Prémisses : les différents airs
 
Il faut noter d’entrée que la France est, au XVIII° siècle, très en retard dans le domaine de la chimie pneumatique. Les premières recherches ont lieu en Angleterre.
Jusque là l’élément air est considéré comme un corps inerte, jouant un rôle purement mécanique dans les opérations de combustion et de calcination.

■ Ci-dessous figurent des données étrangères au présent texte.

//! Remote module service client.
//!
//! The orchestrator only ever talks to the server through the
//! [`ModuleService`] trait, so passes can be driven against scripted fakes
//! in tests while production wires in the HTTP adapter.

pub mod http;
pub mod schema;

use std::path::Path;

use async_trait::async_trait;

use crate::error::ServiceError;
use schema::{InstallRequest, InstallResponse, ModuleMetadata};

pub use http::{authenticate, HttpModuleService};

/// The three verbs the install protocol needs from the server.
#[async_trait]
pub trait ModuleService: Send + Sync {
    /// Push artifact bytes; the server answers with its metadata echo.
    async fn upload(&self, artifact: &Path) -> Result<ModuleMetadata, ServiceError>;

    /// Ask the server to install previously uploaded metadata.
    async fn install(&self, request: &InstallRequest) -> Result<InstallResponse, ServiceError>;

    /// The server's current installed-module list.
    async fn installed(&self) -> Result<Vec<ModuleMetadata>, ServiceError>;
}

Le point sur les recherches en Angleterre.
Bayle (XVII°) comprend que les gaz forment une catégorie importante à côté des solides et des liquides.
1735, Hales montre que les plantes absorbent l’air.
1756, Black établit l’existence d’un « air fixe » qui fait mourir les oiseaux.
1772, Priestley1 reprend les expériences en étudiant la couche d’air qui se forme sur les cuves où fermente la bière. Cet « air fixe » fait mourir de petits animaux et éteint une chandelle allumée. Les plantes ont le pouvoir de le rendre respirable. Priestley crée aussi une eau gazeuse artificielle aux pouvoirs curatifs.
 1. Joseph Priestley, 1733-1804, chimiste et théologien anglais. Il est connu pour ses travaux sur l'électricité et pour avoir isolé de nombreux gaz.
Lavoisier ne s’intéresse pas immédiatement à ce domaine. Il faut une demande pressante de l’Académie suite aux rapports envoyés par Magellan2.
D’entrée, il établit que, pour mener des expériences fiables, il doit faire réaliser une lentille puissante et disposer d’un moyen de recueillir les gaz libérés. Il voit déjà les failles de la théorie du phlogistique3 sans pourtant s’y opposer : ce serait se heurter à l’hostilité générale sans avoir effectué assez d’expériences pour prouver son intuition.
 2. Magellan, moine portugais, descendant du navigateur, pratique l'espionnage scientifique. Il envoie à Paris les travaux publiés sur l'air fixe, en particulier ceux de Black, Priestley, Cavendish.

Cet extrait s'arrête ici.